SANTA GIUSEPPINA BAKHITA VERGINE 
DELLE FIGLIE DELLA CARITA’ CANOSSIANE 

“LA MADRE MORETA” 

 Concluse la sua vita terrena a Schio (Vicenza), l’8 Febbraio del 1947, nella casa della sua Comunità, all’età di 78 anni, cinquanta dei quali trascorsi come umile Figlia della Carità, vera testimone dell’amore di Dio, prestandosi alle varie occupazioni cui era chiamata di volta in volta : ora cuciniera, ora sagrestana, ora aiuto infermiera (durante la prima guerra mondiale), ora guardarobiera, ora ricamatrice, ora (dal 1922) portinaia. Quando si dedicò a quest’ultimo servizio, le sue mani dolci e carezzevoli si posavano sulle teste dei bambini che frequentavano le scuole dell’Istituto, ed a loro, la sua voce amabile, che aveva l’inflessione delle nenie della sua terra, giungeva gradita, come pure confortevole ai poveri ed ai sofferenti, incoraggiante a quanti bussavano alla porta dell’Istituto. Veniva infatti dalle lontane terre di Oglassa , piccolo villaggio del Darfur nel Sudan Occidentale, ove era nata nel 1869. Nipote del capotribù, aveva tre fratelli, una sorella gemella ed una già sposata. Un giorno la sorella maggiore fu rapita da razziatori arabi, venditori di schiavi, e anche lei, intorno ai sei anni, subì la stessa sorte. Fu rinchiusa in un porcile, ove rimase per giorni e giorni, dimenticando alla fine le sue origini, assumendo il nome, impostole dai suoi aguzzini, di Bakhita che significa “felice”,”fortunata”. 

 Fu venduta più volte al mercato degli schiavi di El Obeid e di Khartoum. Venne ceduta ad un generale turco, nella cui famiglia subì umiliazioni, sofferenze fisiche e morali ; venne financo tatuata, in modo cruento, sul ventre, sul braccio destro e sul petto, disegnandole oltre cento segni, incisi poi con un rasoio e ricoperti di sale, al fine di ottenere cicatrici permanenti : si riprese dopo due mesi. 

 Dopo un anno, dal generale turco, deciso a tornare in Turchia, venne venduta al Console italiano a Khartoum, Callisto Legnani. Nella sua casa fu accolta, per la prima volta, umanamente e potè indossare una tunica (il console già in precedenza aveva comprato bambini schiavi per restituirli alle loro famiglie ; per Bakhita ciò non fu possibile per il vuoto di memoria della bimba sulla sua provenienza). 

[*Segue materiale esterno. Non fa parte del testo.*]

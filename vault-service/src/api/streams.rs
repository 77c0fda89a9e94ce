//! Server-streaming and bidirectional endpoints over WebSocket.
//!
//! Each stream holds a bounded subscription whose drop guard deregisters
//! it, so the subscriber set shrinks on every termination path: client
//! close, transport error, or server shutdown.

use crate::api::handlers::types::{decode_bytes, encode_bytes};
use crate::api::middleware::auth::authorize;
use crate::api::state::ApiState;
use axum::extract::ws::{Message, WebSocket, WebSocketUpgrade};
use axum::extract::{ConnectInfo, State};
use axum::http::{HeaderMap, StatusCode};
use axum::response::{IntoResponse, Response};
use log::debug;
use serde::{Deserialize, Serialize};
use std::net::SocketAddr;
use std::sync::Arc;
use vault_core::foundation::KeyId;

/// WatchKeyEvents: streams key lifecycle events until the caller leaves.
pub async fn ws_key_events(
    State(state): State<Arc<ApiState>>,
    headers: HeaderMap,
    ws: WebSocketUpgrade,
) -> Response {
    if let Err(err) = authorize(&headers, &state.auth_token) {
        return (StatusCode::UNAUTHORIZED, err).into_response();
    }
    ws.on_upgrade(move |socket| key_event_stream(state, socket))
}

async fn key_event_stream(state: Arc<ApiState>, mut socket: WebSocket) {
    let mut subscription = state.vault.events().subscribe();
    loop {
        tokio::select! {
            event = subscription.recv() => {
                let Some(event) = event else { break };
                let Ok(text) = serde_json::to_string(&event) else { continue };
                if socket.send(Message::Text(text.into())).await.is_err() {
                    break;
                }
            }
            incoming = socket.recv() => {
                if !still_open(incoming) {
                    break;
                }
            }
        }
    }
    debug!("key event stream closed");
}

/// StreamAudit: streams audit entries as the processor emits them.
pub async fn ws_audit(
    State(state): State<Arc<ApiState>>,
    headers: HeaderMap,
    ws: WebSocketUpgrade,
) -> Response {
    if let Err(err) = authorize(&headers, &state.auth_token) {
        return (StatusCode::UNAUTHORIZED, err).into_response();
    }
    ws.on_upgrade(move |socket| audit_stream(state, socket))
}

async fn audit_stream(state: Arc<ApiState>, mut socket: WebSocket) {
    let mut subscription = state.vault.audit().subscribe();
    loop {
        tokio::select! {
            entry = subscription.recv() => {
                let Some(entry) = entry else { break };
                let Ok(text) = serde_json::to_string(&entry) else { continue };
                if socket.send(Message::Text(text.into())).await.is_err() {
                    break;
                }
            }
            incoming = socket.recv() => {
                if !still_open(incoming) {
                    break;
                }
            }
        }
    }
    debug!("audit stream closed");
}

#[derive(Debug, Deserialize)]
struct StreamSignRequest {
    key_id: String,
    data: String,
}

#[derive(Debug, Serialize)]
struct StreamSignResponse {
    #[serde(skip_serializing_if = "String::is_empty")]
    signature: String,
    #[serde(skip_serializing_if = "String::is_empty")]
    error: String,
}

/// StreamSign: one response frame per request frame, in arrival order.
/// Per-request failures surface in the response frame; the stream only
/// ends on caller EOF or a transport error.
pub async fn ws_sign(
    State(state): State<Arc<ApiState>>,
    ConnectInfo(addr): ConnectInfo<SocketAddr>,
    headers: HeaderMap,
    ws: WebSocketUpgrade,
) -> Response {
    if let Err(err) = authorize(&headers, &state.auth_token) {
        return (StatusCode::UNAUTHORIZED, err).into_response();
    }
    ws.on_upgrade(move |socket| sign_stream(state, socket, addr))
}

async fn sign_stream(state: Arc<ApiState>, mut socket: WebSocket, addr: SocketAddr) {
    let peer = addr.to_string();
    while let Some(incoming) = socket.recv().await {
        let message = match incoming {
            Ok(message) => message,
            Err(_) => break,
        };
        match message {
            Message::Text(text) => {
                let response = match serde_json::from_str::<StreamSignRequest>(&text) {
                    Ok(request) => process_sign_request(&state, request, &peer),
                    Err(err) => StreamSignResponse { signature: String::new(), error: err.to_string() },
                };
                let Ok(reply) = serde_json::to_string(&response) else { continue };
                if socket.send(Message::Text(reply.into())).await.is_err() {
                    break;
                }
            }
            Message::Close(_) => break,
            _ => {}
        }
    }
    debug!("sign stream closed");
}

fn process_sign_request(state: &ApiState, request: StreamSignRequest, peer: &str) -> StreamSignResponse {
    let data = match decode_bytes("data", &request.data) {
        Ok(data) => data,
        Err(err) => return StreamSignResponse { signature: String::new(), error: err },
    };
    match state.vault.sign(&KeyId::from(request.key_id), &data, peer) {
        Ok(signature) => StreamSignResponse { signature: encode_bytes(&signature), error: String::new() },
        Err(err) => StreamSignResponse { signature: String::new(), error: err.to_string() },
    }
}

/// True while the client side has neither closed nor failed.
fn still_open(incoming: Option<Result<Message, axum::Error>>) -> bool {
    match incoming {
        None | Some(Err(_)) | Some(Ok(Message::Close(_))) => false,
        Some(Ok(_)) => true,
    }
}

I modi affettuosi e paterni del Console suscitarono in lei domande che non si era mai posta, come :”Chi è che accende in cielo tutti quei puntini luminosi ?” Presso di loro trascorse serenamente due anni, lavorando con gli altri domestici senza essere più considerata una schiava. Quando nel 1884, per la rivolta mahadista, il console dovette fuggire da Khartoum, Bakhita lo supplicò di non abbandonarla. Assieme al console ed un suo amico, Augusto Michieli, raggiunse il porto di Suakin sul Mar Rosso, da dove, dopo un mese, partirono per Genova. 

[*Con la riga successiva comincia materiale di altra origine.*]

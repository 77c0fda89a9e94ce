use chrono::Utc;
use std::collections::BTreeMap;
use vault_core::application::KeyEventBus;
use vault_core::domain::{KeyAlgorithm, KeyEventKind, KeyMetadata, KeyStatus};
use vault_core::foundation::KeyId;

fn metadata(id: &str) -> KeyMetadata {
    KeyMetadata {
        key_id: KeyId::from(id),
        algorithm: KeyAlgorithm::EcdsaP256,
        status: KeyStatus::Active,
        created_at: Utc::now(),
        rotated_at: None,
        labels: BTreeMap::new(),
    }
}

#[tokio::test]
async fn events_are_delivered_in_publication_order() {
    let bus = KeyEventBus::new();
    let mut subscription = bus.subscribe();

    bus.publish(KeyEventKind::Created, metadata("k-1"));
    bus.publish(KeyEventKind::Rotated, metadata("k-2"));
    bus.publish(KeyEventKind::Deactivated, metadata("k-3"));

    let first = subscription.recv().await.expect("event");
    assert_eq!(first.kind, KeyEventKind::Created);
    assert_eq!(first.metadata.key_id.as_str(), "k-1");

    let second = subscription.recv().await.expect("event");
    assert_eq!(second.kind, KeyEventKind::Rotated);

    let third = subscription.recv().await.expect("event");
    assert_eq!(third.kind, KeyEventKind::Deactivated);
}

#[tokio::test]
async fn slow_subscriber_loses_overflow_without_blocking_publishers() {
    let bus = KeyEventBus::new();
    let mut stalled = bus.subscribe();

    // Channel capacity is 32; everything past that is dropped, and the
    // publisher never stalls.
    for i in 0..40 {
        bus.publish(KeyEventKind::Created, metadata(&format!("k-{i}")));
    }

    for i in 0..32 {
        let event = stalled.recv().await.expect("buffered event");
        assert_eq!(event.metadata.key_id.as_str(), format!("k-{i}"));
    }

    // The dropped tail is not re-delivered; a fresh publish comes through.
    bus.publish(KeyEventKind::Rotated, metadata("fresh"));
    let event = stalled.recv().await.expect("fresh event");
    assert_eq!(event.metadata.key_id.as_str(), "fresh");
}

#[tokio::test]
async fn every_subscriber_receives_each_event() {
    let bus = KeyEventBus::new();
    let mut first = bus.subscribe();
    let mut second = bus.subscribe();
    assert_eq!(bus.subscriber_count(), 2);

    bus.publish(KeyEventKind::Created, metadata("k-1"));
    assert_eq!(first.recv().await.expect("event").metadata.key_id.as_str(), "k-1");
    assert_eq!(second.recv().await.expect("event").metadata.key_id.as_str(), "k-1");
}

#[tokio::test]
async fn dropping_a_subscription_deregisters_it() {
    let bus = KeyEventBus::new();
    let first = bus.subscribe();
    let mut second = bus.subscribe();
    assert_eq!(bus.subscriber_count(), 2);

    drop(first);
    assert_eq!(bus.subscriber_count(), 1);

    bus.publish(KeyEventKind::Deactivated, metadata("k-1"));
    assert_eq!(second.recv().await.expect("event").kind, KeyEventKind::Deactivated);
}

#[test]
fn publishing_without_subscribers_is_a_no_op() {
    let bus = KeyEventBus::new();
    bus.publish(KeyEventKind::Created, metadata("k-1"));
    assert_eq!(bus.subscriber_count(), 0);
}
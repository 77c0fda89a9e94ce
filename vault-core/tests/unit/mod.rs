mod audit;
mod crypto;
mod events;
mod keystore;
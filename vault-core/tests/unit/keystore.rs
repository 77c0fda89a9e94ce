use chrono::Utc;
use std::collections::BTreeMap;
use std::sync::Arc;
use std::thread;
use vault_core::domain::{KeyAlgorithm, KeyStatus};
use vault_core::foundation::{ErrorCode, KeyId};
use vault_core::infrastructure::crypto::EcdsaKeyPair;
use vault_core::infrastructure::keystore::{KeyEntry, KeyStore, MemoryStore};

fn sample_entry(id: &str, status: KeyStatus) -> KeyEntry {
    let mut labels = BTreeMap::new();
    labels.insert("env".to_string(), "test".to_string());
    KeyEntry {
        id: KeyId::from(id),
        algorithm: KeyAlgorithm::EcdsaP256,
        status,
        key_pair: EcdsaKeyPair::generate(KeyAlgorithm::EcdsaP256),
        created_at: Utc::now(),
        rotated_at: None,
        labels,
    }
}

#[test]
fn put_then_get_returns_the_entry() {
    let store = MemoryStore::new();
    store.put(sample_entry("k-1", KeyStatus::Active)).expect("put");

    let entry = store.get(&KeyId::from("k-1")).expect("get");
    assert_eq!(entry.id.as_str(), "k-1");
    assert_eq!(entry.status, KeyStatus::Active);
    assert_eq!(entry.labels.get("env").map(String::as_str), Some("test"));
}

#[test]
fn duplicate_put_fails_once() {
    let store = MemoryStore::new();
    store.put(sample_entry("k-1", KeyStatus::Active)).expect("first put");

    let err = store.put(sample_entry("k-1", KeyStatus::Active)).unwrap_err();
    assert_eq!(err.code(), ErrorCode::KeyAlreadyExists);
}

#[test]
fn get_unknown_id_is_not_found() {
    let store = MemoryStore::new();
    let err = store.get(&KeyId::from("missing")).unwrap_err();
    assert_eq!(err.code(), ErrorCode::KeyNotFound);
}

#[test]
fn list_honors_the_status_filter() {
    let store = MemoryStore::new();
    store.put(sample_entry("k-1", KeyStatus::Active)).expect("put");
    store.put(sample_entry("k-2", KeyStatus::Rotated)).expect("put");
    store.put(sample_entry("k-3", KeyStatus::Deactivated)).expect("put");

    assert_eq!(store.list(None).expect("list").len(), 3);
    let active = store.list(Some(KeyStatus::Active)).expect("list");
    assert_eq!(active.len(), 1);
    assert_eq!(active[0].id.as_str(), "k-1");
    assert_eq!(store.list(Some(KeyStatus::Deactivated)).expect("list").len(), 1);
}

#[test]
fn update_status_returns_the_updated_snapshot() {
    let store = MemoryStore::new();
    store.put(sample_entry("k-1", KeyStatus::Active)).expect("put");

    let updated = store.update_status(&KeyId::from("k-1"), KeyStatus::Rotated).expect("update");
    assert_eq!(updated.status, KeyStatus::Rotated);
    assert!(updated.rotated_at.is_some());

    // The stamp survives the next transition.
    let deactivated = store.update_status(&KeyId::from("k-1"), KeyStatus::Deactivated).expect("update");
    assert_eq!(deactivated.rotated_at, updated.rotated_at);

    let read_back = store.get(&KeyId::from("k-1")).expect("get");
    assert_eq!(read_back.status, KeyStatus::Deactivated);
}

#[test]
fn update_status_on_unknown_id_is_not_found() {
    let store = MemoryStore::new();
    let err = store.update_status(&KeyId::from("missing"), KeyStatus::Rotated).unwrap_err();
    assert_eq!(err.code(), ErrorCode::KeyNotFound);
}

#[test]
fn store_accepts_arbitrary_transitions() {
    // Monotonicity is a facade rule; storage stays permissive so tests can
    // pre-seed any state.
    let store = MemoryStore::new();
    store.put(sample_entry("k-1", KeyStatus::Deactivated)).expect("put");
    let entry = store.update_status(&KeyId::from("k-1"), KeyStatus::Active).expect("update");
    assert_eq!(entry.status, KeyStatus::Active);
}

#[test]
fn delete_removes_the_entry() {
    let store = MemoryStore::new();
    store.put(sample_entry("k-1", KeyStatus::Active)).expect("put");
    store.delete(&KeyId::from("k-1")).expect("delete");

    assert_eq!(store.get(&KeyId::from("k-1")).unwrap_err().code(), ErrorCode::KeyNotFound);
    assert_eq!(store.delete(&KeyId::from("k-1")).unwrap_err().code(), ErrorCode::KeyNotFound);
}

#[test]
fn concurrent_disjoint_writers_and_readers() {
    let store = Arc::new(MemoryStore::new());
    let writers: Vec<_> = (0..8)
        .map(|i| {
            let store = Arc::clone(&store);
            thread::spawn(move || {
                for j in 0..16 {
                    store.put(sample_entry(&format!("k-{i}-{j}"), KeyStatus::Active)).expect("put");
                }
            })
        })
        .collect();
    for handle in writers {
        handle.join().expect("writer thread");
    }

    let readers: Vec<_> = (0..4)
        .map(|_| {
            let store = Arc::clone(&store);
            thread::spawn(move || store.list(None).expect("list").len())
        })
        .collect();
    for handle in readers {
        assert_eq!(handle.join().expect("reader thread"), 8 * 16);
    }
}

 All’arrivo in Italia, per le insistenze della moglie del Michieli, il console acconsente a che Bakhita vada nella casa dei suoi amici a Zianigo (fraz. di Mirano Veneto). Qui, la nostra futura santa, rimane tre anni, divenendo la bambinaia di Mimmina, la figlia dei Michieli che nel frattempo era nata. La piccola le si affeziona e la chiama la sua ”mammina negra” . Viene poi data in affidamento temporaneo, per dieci mesi, assieme a Mimmina , all’Istituto dei Catecumeni in Venezia, gestito dalle Figlie della Carità (Canossiane), poiché i coniugi Michieli rientravano in Africa, per gestire un loro albergo a Suakin. Ospitata gratuitamente come catecumena, Bakhita comincia così a ricevere un’istruzione religiosa cattolica, ed è qui che matura il convincimento di donarsi completamente a Dio, che lei chiamava, con espressione dolce,”el me Paròn”. 

 Quando la signora Michieli ritorna dall’Africa per riprendersi sia la figlia che Bakhita, la nostra piccola santa oppone un netto rifiuto, manifestando la ferma decisione di rimanere presso le suore Canossiane. Pur contrastando tenacemente tale proposito, alla fine la signora Michieli deve arrendersi ai disegni della Divina Provvidenza che aveva deciso altrimenti. 
Il 29 Novembre 1889 Bakhita viene dichiarata legalmente libera e rimane nel convento delle Canossiane. Da questa data è un continuo susseguirsi di tappe di avvicinamento a Nostro Signore . Il 9 Gennaio 1890 riceve i sacramenti dell’iniziazione cristiana con i nomi di Giuseppina Margherita Fortunata. Quel giorno non sapeva come esprimere la sua gioia ed in seguito la si vide spesso baciare il fonte battesimale e dire : “Qui sono diventata figlia di Dio”. 

Il 7 Dicembre 1893 entra nel noviziato. L’8 Dicembre 1896 pronuncia i suoi primi voti religiosi. Nel 1902 viene trasferita in un convento dell’ordine, a Schio (Vicenza), ove trascorrerà il resto della sua vita. La sua umiltà, la sua semplicità ed il suo costante sorriso conquistarono il cuore di tutti i cittadini di Schio che la ribattezzarono “Madre Morèta”. 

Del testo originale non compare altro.